«”Fear X ” di Nicolas Refn risulta piacevolmente spiazzante, rivelando le capacità di un autore che mostra di saper comporre uno spazio cinematografico complesso».
Per chi, come lo scrivente, non l’aveva mai frequentata, l’opera del regista danese Nicolas Winding Refn appare più che mai stimolante, e la retrospettiva dedicatagli all’interno del Tekfestival 2010 costituisce una gradita occasione per confrontarsi con il suo cinema, tutto da scoprire.
Dopo aver visionato Pusher (1996), interessante esordio dalle atmosfere crude, metropolitane, con tanto di antieroe alla maniera del Keitel de Il cattivo tenente (1992)di Abel Ferrara, Fear X (2003) risulta piacevolmente spiazzante, rivelando le capacità di un autore che mostra di saper comporre uno spazio cinematografico complesso, dove il corpo solitario di John Turturro disegna, attraverso i suoi spostamenti e le sue visioni, una geometria sconnessa, in una staffetta tra virtuale, onirico e attuale.

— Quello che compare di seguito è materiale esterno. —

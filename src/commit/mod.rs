// Author: Eshan Roy
// SPDX-License-Identifier: MIT

//! Commit data model and message inspection.

pub mod message;
mod record;

pub use message::{MessageFormat, ALLOWED_COMMIT_TYPES};
pub use record::CommitRecord;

L’immagine che Refn ci consegna, con gli ossessivi avanti e indietro dei videotape visti e rivisti a gran velocità dal protagonista – irrimediabilmente traumatizzato dalla morte violenta patita dalla moglie, di cui cerca, senza sosta, l’assassino – è un’immagine consumata, fatalmente insufficiente a restituire l’eccesso di un evento doloroso, che sfugge al tentativo di cattura della rappresentazione. È un’immagine sfinita che si perde tra il grigio e lo scuro dei monitor della sorveglianza di un centro commerciale.
La virtualità del passato è convocata a colmare i vuoti dell’attualità del presente di Harry, attraverso le apparizioni spettrali della moglie, assenza che si fa corpo, allucinazione che predispone il gioco della dialettica onirica del protagonista con il suo doppio fantasmatico. E poi il rosso, il sangue. Le pareti purpuree dei corridoi dell’albergo in cui Harry si accinge a compiere ‘l’attraversamento del fantasma’ annunciano il pericolo mortale cui ci si rimette quando ‘l’azione’ (la ricerca del protagonista), costitutivamente parziale, si scontra con l’insuperabilità della pienezza ‘dell’atto’ (l’evento traumatico). I rimandi a Lynch e Kubrick appaiono più l’effetto collaterale di una ricerca, che un maldestro tentativo di emulazione.
Lo spazio aperto in cui si ritrova Harry-Turturro nell’ultima sequenza è il terreno dove costruire il nuovo ordine simbolico, una volta elaborato il trauma. È la didascalia che Refn inserisce per non mandare a casa lo spettatore troppo frastornato.
Per tutti gli amanti del regista danese, segnaliamo la proiezione di Bronson (2009), stasera alle 22.30, naturalmente al Tekfestival.